## Records for the task
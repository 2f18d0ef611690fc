//! Entry edit sessions.
//!
//! An [`EditSession`] loads one entry, blocks it for the duration of the
//! edit, and turns every save into exactly one outcome: synced online or
//! staged offline. Service rejections are reported to the user and never
//! turned into drafts; only transport failures fall back to offline storage.

use crate::connectivity::Connectivity;
use crate::error::{SyncError, SyncResult};
use crate::events::{EditEvent, EventBus};
use crate::fetch::{fetch_entry, FetchRequest};
use crate::gateway::{BlogGateway, EntryDraft};
use crate::local_files::LocalFileStore;
use crate::lock::{LockRegistry, OperationGuard};
use crate::offline::OfflineStore;
use crate::reconciler::{are_file_lists_different, compute_delta, AttachmentPlacer};
use crate::ui::EditorUi;
use blogdesk_types::{
    AttachmentsRef, BlogPost, EntryContext, EntryFilter, EntryId, EntryKey, FileEntry,
    OfflineEntry, PublishState, SUMMARY_FORMAT_HTML,
};
use chrono::Utc;
use serde::{Deserialize, Serialize};
use std::sync::Arc;
use tracing::{debug, info, warn};

/// Prompt shown when leaving with unsaved changes.
pub const DISCARD_CHANGES_PROMPT: &str = "Are you sure you want to discard your changes?";

const CREATE_FAILED: &str = "Error creating entry.";
const UPDATE_FAILED: &str = "Error updating entry.";

/// Per-site settings of the editor.
#[derive(Debug, Clone, PartialEq, Eq, Serialize, Deserialize)]
#[serde(default)]
pub struct SessionConfig {
    /// Site the session edits on; carried by form events.
    pub site_id: String,
    /// Lock namespace shared with the draft synchronizer.
    pub component: String,
    /// The site's front page course, which counts as the system context.
    pub site_home_id: Option<i64>,
    /// Maximum number of attachments per entry.
    pub max_files: usize,
}

impl Default for SessionConfig {
    fn default() -> Self {
        Self {
            site_id: "default".to_string(),
            component: "blog".to_string(),
            site_home_id: Some(1),
            max_files: 99,
        }
    }
}
//! blogdesk: write blog entries from the terminal.
//!
//! Entries go straight to the site when it can be reached and are kept as
//! drafts on this machine when it cannot.
//!
//! Usage:
//!   blogdesk new --subject "Field notes" --summary-file notes.html
//!   blogdesk edit 42 --attach diagram.png
//!   blogdesk drafts
//!   blogdesk sync

use anyhow::{bail, Context, Result};
use blogdesk_cli::{App, AppConfig, EntryInput, TerminalUi};
use blogdesk_sync::SaveOutcome;
use blogdesk_types::{EntryKey, PublishState};
use chrono::DateTime;
use clap::{Args as ClapArgs, Parser, Subcommand};
use std::path::PathBuf;
use std::sync::Arc;
use tracing::{info, Level};
use tracing_subscriber::{EnvFilter, FmtSubscriber};

#[derive(Parser, Debug)]
#[command(name = "blogdesk")]
#[command(about = "Blog editor with offline drafts")]
struct Args {
    /// Path to the TOML config file
    #[arg(short, long, default_value = "blogdesk.toml")]
    config: PathBuf,

    /// Treat the device as offline: attachments are staged on disk first
    #[arg(long)]
    offline: bool,

    /// Answer yes to every confirmation
    #[arg(short = 'y', long)]
    yes: bool,

    /// Enable verbose debug logging
    #[arg(short, long)]
    verbose: bool,

    #[command(subcommand)]
    command: Command,
}

#[derive(Subcommand, Debug)]
enum Command {
    /// Write a new entry
    New(EntryArgs),
    /// Edit an entry by id, or an offline-only entry by `new-<created>`
    Edit {
        key: EntryKey,
        #[command(flatten)]
        entry: EntryArgs,
    },
    /// List entries waiting on this machine
    Drafts,
    /// Send every waiting entry to the site
    Sync,
}

#[derive(ClapArgs, Debug)]
struct EntryArgs {
    #[arg(long)]
    subject: Option<String>,

    /// Entry body (HTML)
    #[arg(long, conflicts_with = "summary_file")]
    summary: Option<String>,

    /// Read the entry body from a file
    #[arg(long)]
    summary_file: Option<PathBuf>,

    /// site, public or draft
    #[arg(long)]
    state: Option<PublishState>,

    /// Associate the entry with this course
    #[arg(long)]
    course: Option<i64>,

    /// Remove the course association
    #[arg(long, conflicts_with = "course")]
    no_course: bool,

    /// Remove the activity association
    #[arg(long)]
    no_module: bool,

    /// File to attach (repeatable)
    #[arg(long)]
    attach: Vec<PathBuf>,

    /// Attachment name to remove (repeatable)
    #[arg(long)]
    detach: Vec<String>,
}

impl EntryArgs {
    fn into_input(self) -> Result<EntryInput> {
        let summary = match (self.summary, self.summary_file) {
            (Some(text), _) => Some(text),
            (None, Some(path)) => Some(
                std::fs::read_to_string(&path)
                    .with_context(|| format!("Failed to read {}", path.display()))?,
            ),
            (None, None) => None,
        };
        Ok(EntryInput {
            subject: self.subject,
            summary,
            publish_state: self.state,
            course_id: self.course,
            associate_with_course: self.no_course.then_some(false),
            associate_with_module: self.no_module.then_some(false),
            attach: self.attach,
            detach: self.detach,
        })
    }
}

#[tokio::main]
async fn main() -> Result<()> {
    let args = Args::parse();
    let log_level = if args.verbose { Level::DEBUG } else { Level::INFO };
    let filter = EnvFilter::try_from_default_env()
        .unwrap_or_else(|_| EnvFilter::new(log_level.as_str()));
    FmtSubscriber::builder()
        .with_env_filter(filter)
        .with_target(false)
        .compact()
        .init();

    let mut config = AppConfig::load(&args.config)?;
    if let Ok(token) = std::env::var("BLOGDESK_TOKEN") {
        config.moodle.token = token;
    }

    let ui = Arc::new(TerminalUi::new(args.yes));
    let app = App::open(&config, ui)?;
    if args.offline {
        info!("Offline mode: attachments stay on disk");
        app.set_online(false);
    }

    match args.command {
        Command::New(entry) => {
            let outcome = app.create(&entry.into_input()?).await?;
            report_outcome(outcome)
        }
        Command::Edit { key, entry } => match app.edit(key, &entry.into_input()?).await? {
            Some(outcome) => report_outcome(outcome),
            None => {
                println!("Nothing changed.");
                Ok(())
            }
        },
        Command::Drafts => {
            let drafts = app.drafts().await?;
            if drafts.is_empty() {
                println!("No offline entries.");
            }
            for draft in drafts {
                let files = draft.attachments.as_ref().map_or(0, |a| a.online.len() + a.offline);
                let modified = DateTime::from_timestamp(draft.last_modified, 0)
                    .map(|t| t.format("%Y-%m-%d %H:%M").to_string())
                    .unwrap_or_default();
                println!("{:<16} {:<16} {:>2} file(s)  {}", draft.key, modified, files, draft.subject);
            }
            Ok(())
        }
        Command::Sync => {
            let report = app.sync().await?;
            println!(
                "Synced {}, discarded {}, skipped {}, still waiting {}",
                report.synced.len(),
                report.discarded.len(),
                report.skipped.len(),
                report.failed.len()
            );
            for warning in &report.warnings {
                eprintln!("warning: {warning}");
            }
            Ok(())
        }
    }
}

fn report_outcome(outcome: SaveOutcome) -> Result<()> {
    match outcome {
        SaveOutcome::Synced(id) => println!("Saved entry {id}."),
        SaveOutcome::StagedOffline(key) => {
            println!("Saved entry {key} on this machine. Run `blogdesk sync` to send it.")
        }
        SaveOutcome::Invalid => bail!("Subject and summary are required"),
        SaveOutcome::Rejected(_) | SaveOutcome::Failed(_) => bail!("The entry was not saved"),
    }
    Ok(())
}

## What needs to be done
What the answer needs is every line from the data above with "discarded" in it.

## Result for this exercise
                "Synced {}, discarded {}, skipped {}, still waiting {}",
                report.discarded.len(),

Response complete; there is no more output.